Whale Alexandra S, Huggett Jim F, Tzonev Svilen
Molecular and Cell Biology Team, LGC, Queens Road, Teddington, Middlesex TW11 0LY, United Kingdom.
Digital Biology Centre, Bio-Rad Laboratories Inc., 5731 West Las Positas Boulevard, Pleasanton, CA 94588, United States.
Biomol Detect Quantif. 2016 May 27;10:15-23. doi: 10.1016/j.bdq.2016.05.002. eCollection 2016 Dec.

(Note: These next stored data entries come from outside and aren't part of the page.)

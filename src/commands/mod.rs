pub mod admin;
pub mod combat;
pub mod economy;
pub mod fun;
pub mod giveaway;
pub mod profile;
pub mod quests;
pub mod roles;
pub mod server;
pub mod shop;
pub mod undercover;

use crate::config::DISCORD_MESSAGE_LIMIT;
use crate::{Data, Error};

/// Trims reply text to the platform message limit, cutting on a line
/// boundary where possible.
pub fn clamp_reply(text: String) -> String {
    if text.len() <= DISCORD_MESSAGE_LIMIT {
        return text;
    }
    let marker = "\n…";
    let mut cut = DISCORD_MESSAGE_LIMIT - marker.len();
    while !text.is_char_boundary(cut) {
        cut -= 1;
    }
    let cut = text[..cut].rfind('\n').unwrap_or(cut);
    format!("{}{marker}", &text[..cut])
}

pub fn all() -> Vec<poise::Command<Data, Error>> {
    vec![
        profile::profile(),
        profile::leaderboard(),
        economy::daily(),
        economy::heal(),
        combat::adventure(),
        combat::pvp(),
        shop::shop(),
        shop::buy(),
        shop::inventory(),
        shop::equip(),
        shop::useitem(),
        quests::quest(),
        fun::luck(),
        fun::eightball(),
        fun::wheel(),
        fun::gif(),
        fun::calc(),
        undercover::undercover(),
        giveaway::giveaway(),
        roles::reactionrole(),
        roles::roles(),
        server::server(),
        admin::help(),
        admin::reboot(),
        admin::shutdown(),
    ]
}

#[cfg(test)]
mod tests {
    use super::clamp_reply;
    use crate::config::DISCORD_MESSAGE_LIMIT;

    #[test]
    fn test_clamp_reply_passes_short_text_through() {
        let text = "• one\n• two".to_string();
        assert_eq!(clamp_reply(text.clone()), text);
    }

    #[test]
    fn test_clamp_reply_cuts_long_text_on_a_line() {
        let lines: Vec<String> = (0..200).map(|i| format!("• entry number {i}")).collect();
        let clamped = clamp_reply(lines.join("\n"));
        assert!(clamped.len() <= DISCORD_MESSAGE_LIMIT);
        assert!(clamped.ends_with('…'));
        // No line is left half-printed before the marker.
        let before_marker = clamped.trim_end_matches("\n…");
        assert!(before_marker.lines().last().is_some_and(|l| l.starts_with("• entry")));
        assert!(before_marker.lines().last().is_some_and(|l| l.len() < 25));
    }
}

Over the past decade numerous publications have demonstrated how digital PCR (dPCR) enables precise and sensitive quantification of nucleic acids in a wide range of applications in both healthcare and environmental analysis. This has occurred in parallel with the advances in partitioning fluidics that enable a reaction to be subdivided into an increasing number of partitions. As the majority of dPCR systems are based on detection in two discrete optical channels, most research to date has focused on quantification of one or two targets within a single reaction. Here we describe 'higher order multiplexing' that is the unique ability of dPCR to precisely measure more than two targets in the same reaction. Using examples, we describe the different types of duplex and multiplex reactions that can be achieved. We also describe essential experimental considerations to ensure accurate quantification of multiple targets.
在过去十年中,众多出版物都展示了数字PCR(dPCR)如何在医疗保健和环境分析的广泛应用中实现对核酸的精确且灵敏的定量。这与分区流体技术的进步同步发生,该技术能使反应被细分为越来越多的分区。由于大多数dPCR系统基于两个离散光学通道中的检测,迄今为止大多数研究都集中在单个反应中对一两个靶标的定量。在此,我们描述“高阶多重分析”,即dPCR在同一反应中精确测量两个以上靶标的独特能力。通过实例,我们描述了可以实现的不同类型的双链和多重反应。我们还描述了确保对多个靶标进行准确定量所需考虑的基本实验因素。